Zach had gone on to a career as a new photographer. What on earth was
he doing in her front yard? And what was she to make of the feelings,
long buried, that he caused.
Zach, at a crossroads in his life, doesn't quite know how he got to
Rutland and Sabrina, and, though he tries to leave, keeps getting drawn
back. Sabrina isn't about to let him ride out of her life a second
time. As I said, a nice second chance at love story.

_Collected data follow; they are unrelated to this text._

use chainbst::OrderedMap;
use quickcheck::{Gen, QuickCheck};

use std::collections::{BTreeMap, HashSet};

use crate::Op;

/// Applies a set of operations to the map and to a `BTreeMap`.
/// This way we can ensure that after a random smattering of puts
/// and deletes we have the same entries in both.
fn do_ops<K, V>(ops: &[Op<K, V>], map: &mut OrderedMap<K, V>, model: &mut BTreeMap<K, V>)
where
    K: Ord + Clone,
    V: Clone,
{
    for op in ops {
        match op {
            Op::Insert(k, v) => {
                map.put(k.clone(), v.clone());
                model.insert(k.clone(), v.clone());
            }
            Op::Remove(k) => {
                map.delete(k);
                model.remove(k);
            }
        }
    }
}

fn same_contents(ops: Vec<Op<i16, i16>>) -> bool {
    let mut map = OrderedMap::new();
    let mut model = BTreeMap::new();

    do_ops(&ops, &mut map, &mut model);
    map.len() == model.len() && map.iter().eq(model.iter())
}

#[test]
fn long_operation_sequences() {
    QuickCheck::new()
        .gen(Gen::new(1000))
        .quickcheck(same_contents as fn(Vec<Op<i16, i16>>) -> bool);
}

#[quickcheck]
fn fuzz_multiple_operations_i8(ops: Vec<Op<i8, i8>>) -> bool {
    same_contents(
        ops.into_iter()
            .map(|op| match op {
                Op::Insert(k, v) => Op::Insert(i16::from(k), i16::from(v)),
                Op::Remove(k) => Op::Remove(i16::from(k)),
            })
            .collect(),
    )
}

#[quickcheck]
fn put_then_get(xs: Vec<(i8, String)>, key: i8, value: String) -> bool {
    let mut map: OrderedMap<_, _> = xs.into_iter().collect();
    map.put(key, value.clone());

    map.get(&key) == Some(&value)
}

#[quickcheck]
fn len_counts_distinct_keys(xs: Vec<i8>) -> bool {
    let map: OrderedMap<_, _> = xs.iter().map(|x| (*x, ())).collect();
    let distinct: HashSet<_> = xs.into_iter().collect();

    map.len() == distinct.len()
}

#[quickcheck]
fn contains_not(xs: Vec<i8>, nots: Vec<i8>) -> bool {
    let map: OrderedMap<_, _> = xs.iter().map(|x| (*x, *x)).collect();
    let added: HashSet<_> = xs.into_iter().collect();
    let nots: HashSet<_> = nots.into_iter().collect();
    let mut nots = nots.difference(&added);

    nots.all(|x| map.get(x).is_none())
}

#[quickcheck]
fn with_deletions(xs: Vec<i8>, deletes: Vec<i8>) -> bool {
    let mut map: OrderedMap<_, _> = xs.iter().map(|x| (*x, *x)).collect();
    let mut len = map.len();
    for delete in &deletes {
        if map.delete(delete).is_some() {
            len -= 1;
        }
        // Deleting a key that's gone must not change the size.
        if map.len() != len {
            return false;
        }
    }

    let keys: Vec<_> = map.iter().map(|(k, _)| *k).collect();

    deletes.iter().all(|x| map.get(x).is_none())
        && xs.iter().filter(|x| !deletes.contains(*x)).all(|x| map.get(x) == Some(x))
        && keys.windows(2).all(|pair| pair[0] < pair[1])
}
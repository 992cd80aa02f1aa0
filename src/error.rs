/// Result alias used by the fallible constructors in this crate.
pub type Result<T, E = Error> = std::result::Result<T, E>;

/// Misuse reported by the containers. Missing keys are not errors; lookups and
/// removals report them with `None`.
#[derive(Debug, Clone, PartialEq, Eq, thiserror::Error)]
pub enum Error {
    /// A caller-supplied argument can never produce a usable container.
    #[error("Invalid argument: {0}")]
    InvalidArgument(&'static str),
}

Susan Plunkett's novella, "Christmas Promises" is more like the Robb
story, dealing as it does with domestic violence, the long lasting
trauma of rape, and the seamy side of life.
Four years earlier Marne York had broken off her engagement with Jake
Rimsa without any explanation. They had known each other since they
were teenagers and when she was seventeen and he was twenty, they had
promised to love each other forever. Now Jake has come to drive Marne
to a family Christmas celebration. But before they can leave, Marne
gets a phone call that has her rushing to County Hospital where she
finds Angela Tomari, beaten within an inch of her life. Angela begs
Marne to look for her daughter who had fled when her father had attacked
her mother. She also warns Marne that Julius plans to kill the woman he
blames for helping his wife escape from his clutches.
So Marne and Jake set out through the worst part of town to look for
Clarissa and Jake discovers that the happy, upper class woman he had
known has become a familiar figure on the streets he tried so hard to
escape. And he wants to know what changed her and why she left him. As
they work together, the barriers weaken and Marne tells Jake her
frightening story. He has to find a way to convince her that the
promises they made that long-ago Christmas still matter, as well as
protecting her from a killer. I enjoyed the Plunkett story and actually
wished it was the basis for a novel not a novella. But cheery and
happy? I don't think so!
I guess you can tell from the above descriptions that this anthology is
a strange mix for a Christmas release. I should have known; how often
do we see black covers on holiday books?